Diffusionismus (von lateinisch diffundere „ausgießen, verbreiten“: Theorie der Kulturausbreitung) bezeichnet eine Reihe sozial- und kulturwissenschaftlicher Theorien zur Erklärung kultureller Entwicklung und Ausbreitung in Zusammenhang mit Ähnlichkeiten zwischen benachbarten und auch weit voneinander entfernt liegenden Kulturen (Gesellschaften). Eine Grundannahme dieser Forschungsansätze besagt, dass kulturelle Neuerungen (Innovationen) weltweit nur selten erfunden werden und sich anschließend zu anderen Kulturen ausbreiten. Entsprechend werden Gleichheiten und Ähnlichkeiten zwischen verschiedenen Kulturen auf ihren Kontakt zueinander zurückgeführt (siehe auch Kulturtransfer und Homologie).[1]

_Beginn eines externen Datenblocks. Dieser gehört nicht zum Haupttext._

//! Metadata stores.
//!
//! A store maps a [`ProofMetadata`] document to an opaque pointer and back,
//! with `get(put(doc)) == doc`. The registry records only the pointer.

use std::collections::HashMap;
use std::sync::{Arc, RwLock};
use std::time::Duration;

use async_trait::async_trait;
use reqwest::multipart::{Form, Part};
use serde::Deserialize;
use tracing::{debug, info, warn};

use pop_core::ProofMetadata;
use pop_indexer::MetadataSource;

use crate::config::MetadataStoreConfig;
use crate::error::{ClientError, Result};

/// Content-addressed storage for metadata documents.
#[async_trait]
pub trait MetadataStore: Send + Sync {
    /// Store `document` and return its pointer.
    async fn put(&self, document: &ProofMetadata) -> Result<String>;

    /// Fetch the document behind `pointer`.
    async fn get(&self, pointer: &str) -> Result<ProofMetadata>;
}

/// Build the store selected by `config`.
pub fn build_metadata_store(config: &MetadataStoreConfig) -> Result<Arc<dyn MetadataStore>> {
    config.validate()?;
    match config {
        MetadataStoreConfig::Memory => Ok(Arc::new(MemoryMetadataStore::new())),
        MetadataStoreConfig::Ipfs {
            upload_url,
            gateway_url,
            token,
            timeout,
        } => {
            let token = token
                .clone()
                .ok_or_else(|| ClientError::Config("missing ipfs token".into()))?;
            Ok(Arc::new(IpfsMetadataStore::new(
                upload_url.clone(),
                gateway_url.clone(),
                token,
                *timeout,
            )?))
        }
    }
}

// ─────────────────────────────────────────────────────────────────────────────
// In-memory store
// ─────────────────────────────────────────────────────────────────────────────

/// Process-local store. Pointers are `mem-` plus the Blake3 hash of the
/// serialized document, so equal documents share a pointer.
#[derive(Default)]
pub struct MemoryMetadataStore {
    documents: RwLock<HashMap<String, Vec<u8>>>,
}

impl MemoryMetadataStore {
    pub fn new() -> Self {
        Self::default()
    }

    /// Number of stored documents.
    pub fn len(&self) -> usize {
        self.documents.read().map(|docs| docs.len()).unwrap_or(0)
    }

    pub fn is_empty(&self) -> bool {
        self.len() == 0
    }
}

#[async_trait]
impl MetadataStore for MemoryMetadataStore {
    async fn put(&self, document: &ProofMetadata) -> Result<String> {
        let bytes = serde_json::to_vec(document).map_err(|e| ClientError::Metadata(e.to_string()))?;
        let pointer = format!("mem-{}", blake3::hash(&bytes).to_hex());

        self.documents
            .write()
            .map_err(|_| ClientError::Metadata("metadata store lock poisoned".into()))?
            .insert(pointer.clone(), bytes);

        debug!(pointer = %pointer, "stored metadata in memory");
        Ok(pointer)
    }

    async fn get(&self, pointer: &str) -> Result<ProofMetadata> {
        let documents = self
            .documents
            .read()
            .map_err(|_| ClientError::Metadata("metadata store lock poisoned".into()))?;
        let bytes = documents
            .get(pointer)
            .ok_or_else(|| ClientError::Metadata(format!("unknown pointer: {}", pointer)))?;
        serde_json::from_slice(bytes).map_err(|e| ClientError::Metadata(e.to_string()))
    }
}

// ─────────────────────────────────────────────────────────────────────────────
// IPFS store
// ─────────────────────────────────────────────────────────────────────────────

#[derive(Deserialize)]
struct UploadResponse {
    cid: String,
}

/// Uploads documents to an IPFS pinning service and reads them back through
/// a public gateway. Pointers are CIDs.
pub struct IpfsMetadataStore {
    http: reqwest::Client,
    upload_url: String,
    gateway_url: String,
    token: String,
}

impl IpfsMetadataStore {
    pub fn new(
        upload_url: impl Into<String>,
        gateway_url: impl Into<String>,
        token: impl Into<String>,
        timeout: Duration,
    ) -> Result<Self> {
        let http = reqwest::Client::builder().timeout(timeout).build()?;
        Ok(Self {
            http,
            upload_url: upload_url.into(),
            gateway_url: gateway_url.into(),
            token: token.into(),
        })
    }

    /// Gateway URL for a CID.
    pub fn gateway_url_for(&self, cid: &str) -> String {
        format!("{}/ipfs/{}", self.gateway_url.trim_end_matches('/'), cid)
    }
}

#[async_trait]
impl MetadataStore for IpfsMetadataStore {
    async fn put(&self, document: &ProofMetadata) -> Result<String> {
        let json =
            serde_json::to_vec_pretty(document).map_err(|e| ClientError::Metadata(e.to_string()))?;
        let part = Part::bytes(json)
            .file_name("metadata.json")
            .mime_str("application/json")?;

        let response = self
            .http
            .post(&self.upload_url)
            .bearer_auth(&self.token)
            .multipart(Form::new().part("file", part))
            .send()
            .await?
            .error_for_status()?
            .json::<UploadResponse>()
            .await?;

        if response.cid.is_empty() {
            return Err(ClientError::Metadata("upload returned an empty CID".into()));
        }
        info!(cid = %response.cid, fingerprint = %document.fingerprint, "uploaded metadata");
        Ok(response.cid)
    }

    async fn get(&self, pointer: &str) -> Result<ProofMetadata> {
        let url = self.gateway_url_for(pointer);
        debug!(url = %url, "fetching metadata");
        Ok(self
            .http
            .get(&url)
            .send()
            .await?
            .error_for_status()?
            .json::<ProofMetadata>()
            .await?)
    }
}

/// Lets the indexer enrich mirror rows from a [`MetadataStore`].
pub struct MetadataLookup(pub Arc<dyn MetadataStore>);

#[async_trait]
impl MetadataSource for MetadataLookup {
    async fn fetch_metadata(&self, pointer: &str) -> Option<ProofMetadata> {
        match self.0.get(pointer).await {
            Ok(document) => Some(document),
            Err(err) => {
                warn!(pointer = %pointer, error = %err, "metadata fetch failed");
                None
            }
        }
    }
}
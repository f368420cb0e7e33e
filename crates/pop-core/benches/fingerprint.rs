//! Fingerprinting benchmarks.
//!
//! Run with: cargo bench -p pop-core

use criterion::{black_box, criterion_group, criterion_main, BenchmarkId, Criterion, Throughput};
use image::codecs::png::{CompressionType, FilterType, PngEncoder};
use image::{ExtendedColorType, ImageEncoder, Rgba, RgbaImage};
use pop_core::{canonicalize_image, fingerprint_text, ContentInput};

fn sample_text(paragraphs: usize) -> String {
    (0..paragraphs)
        .map(|i| format!("Paragraph {} of generated prose.   \r\n\r\n\r\n", i))
        .collect()
}

fn sample_png(side: u32) -> Vec<u8> {
    let img = RgbaImage::from_fn(side, side, |x, y| Rgba([x as u8, y as u8, (x ^ y) as u8, 255]));
    let mut out = Vec::new();
    PngEncoder::new_with_quality(&mut out, CompressionType::Fast, FilterType::NoFilter)
        .write_image(img.as_raw(), side, side, ExtendedColorType::Rgba8)
        .expect("encode sample png");
    out
}

fn bench_text_fingerprint(c: &mut Criterion) {
    let mut group = c.benchmark_group("text_fingerprint");

    for paragraphs in [1usize, 100, 10_000].iter() {
        let text = sample_text(*paragraphs);
        group.throughput(Throughput::Bytes(text.len() as u64));
        group.bench_with_input(BenchmarkId::from_parameter(paragraphs), &text, |b, text| {
            b.iter(|| black_box(fingerprint_text(text)));
        });
    }

    group.finish();
}

fn bench_image_canonicalize(c: &mut Criterion) {
    let mut group = c.benchmark_group("image_canonicalize");
    group.sample_size(20);

    for side in [64u32, 512].iter() {
        let png = sample_png(*side);
        group.throughput(Throughput::Elements((*side as u64) * (*side as u64)));
        group.bench_with_input(BenchmarkId::from_parameter(side), &png, |b, png| {
            b.iter(|| black_box(canonicalize_image(png).expect("canonicalize")));
        });
    }

    group.finish();
}

fn bench_content_sniffing(c: &mut Criterion) {
    let png = bytes::Bytes::from(sample_png(64));
    c.bench_function("content_sniff_png", |b| {
        b.iter(|| black_box(ContentInput::from_bytes(png.clone()).expect("sniff")));
    });
}

criterion_group!(
    benches,
    bench_text_fingerprint,
    bench_image_canonicalize,
    bench_content_sniffing
);
criterion_main!(benches);
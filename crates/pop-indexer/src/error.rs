//! Error types for the indexer.

use thiserror::Error;

/// Errors that can occur while indexing.
#[derive(Debug, Error)]
pub enum IndexerError {
    /// Reading from the ledger failed.
    #[error("ledger error: {0}")]
    Ledger(#[from] pop_ledger::LedgerError),

    /// Writing to the mirror failed.
    #[error("store error: {0}")]
    Store(#[from] pop_store::StoreError),
}

/// Result type for indexer operations.
pub type Result<T> = std::result::Result<T, IndexerError>;
//! # Backend contracts
//!
//! The storefront engine does not talk to a database directly. Instead, each concern is described by a trait that a
//! backend implements. [`crate::SqliteDatabase`] implements all of them; the server's endpoint tests mock them.
//!
//! * [`OrderManagement`] stores orders together with their items and shipping address, and writes order status.
//! * [`CatalogManagement`] manages the product catalog.
//! * [`SubscriptionManagement`] manages subscription plans, customer subscriptions and their deliveries.
//! * [`PaymentRecords`] keeps the append-only Solana and e-transfer payment observations.
//! * [`ExchangeRates`] stores the USD price of the crypto assets accepted at checkout.
mod catalog_management;
mod data_objects;
mod exchange_rates;
mod order_management;
mod payment_records;
mod subscription_management;

pub use catalog_management::{CatalogError, CatalogManagement};
pub use data_objects::{OrderQueryFilter, ProductQuery};
pub use exchange_rates::{ExchangeRateError, ExchangeRates};
pub use order_management::{OrderFlowError, OrderManagement};
pub use payment_records::PaymentRecords;
pub use subscription_management::{SubscriptionError, SubscriptionManagement};
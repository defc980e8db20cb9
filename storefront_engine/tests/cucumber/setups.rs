use cucumber::{gherkin::Step, given};
use sf_common::Cents;
use storefront_engine::{
    db_types::{ExchangeRate, NewProduct, NewSubscriptionPlan},
    CatalogManagement,
};

use crate::cucumber::{store_world::StoreSystem, StoreWorld};

#[given("a fresh install")]
async fn fresh_database(world: &mut StoreWorld) {
    let system = StoreSystem::new().await;
    world.system = Some(system);
}

#[given("a catalog with products")]
async fn catalog(world: &mut StoreWorld, step: &Step) {
    let table = step.table.as_ref().expect("A product table is required");
    for row in table.rows.iter().skip(1) {
        let product = NewProduct {
            slug: row[0].clone(),
            name: row[1].clone(),
            description: String::default(),
            price: Cents::parse_decimal(&row[2]).expect("Invalid price"),
            stock: row[3].parse().expect("Invalid stock"),
            active: row[4] == "true",
            category: None,
            image_url: None,
        };
        world.system().db.upsert_product(product).await.expect("Error adding product");
    }
}

#[given(expr = "the SOL exchange rate is {word}")]
async fn sol_rate(world: &mut StoreWorld, rate: String) {
    let rate = ExchangeRate::new("sol", Cents::parse_decimal(&rate).expect("Invalid rate"));
    world.system().rates.set_exchange_rate(&rate).await.expect("Error setting exchange rate");
}

#[given(expr = "a plan {string} every {int} days with {int}% off for {int} products and {int} trial days")]
async fn plan(world: &mut StoreWorld, name: String, interval_days: i64, discount: i64, count: i64, trial_days: i64) {
    let plan = NewSubscriptionPlan { name, interval_days, discount_percent: discount, product_count: count, trial_days };
    world.system().subscriptions.create_plan(plan).await.expect("Error creating plan");
}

Klassischer Diffusionismus[Bearbeiten | Quelltext bearbeiten]

Friedrich Ratzel (1844–1904) gilt als Begründer des frühen oder klassischen Diffusionismus

Der Diffusionismus entwickelte sich Ende des 19. Jahrhunderts als Reaktion auf die Theorien des Evolutionismus (der höhergerichteten Gesellschaftsentwicklung) und spielte bis in die 1920er Jahre hinein als bedeutender Theoriestrang der Sozial- und Kulturanthropologie eine wichtige Rolle in der deutschsprachigen Völkerkunde (Ethnologie).[2] Im angelsächsischen Sprachraum wurde dieser Theorieansatz als German School bezeichnet.[3]

Als Begründer des Diffusionismus gilt der deutsche Zoologe und Geograph Friedrich Ratzel (1844–1904).[2][4]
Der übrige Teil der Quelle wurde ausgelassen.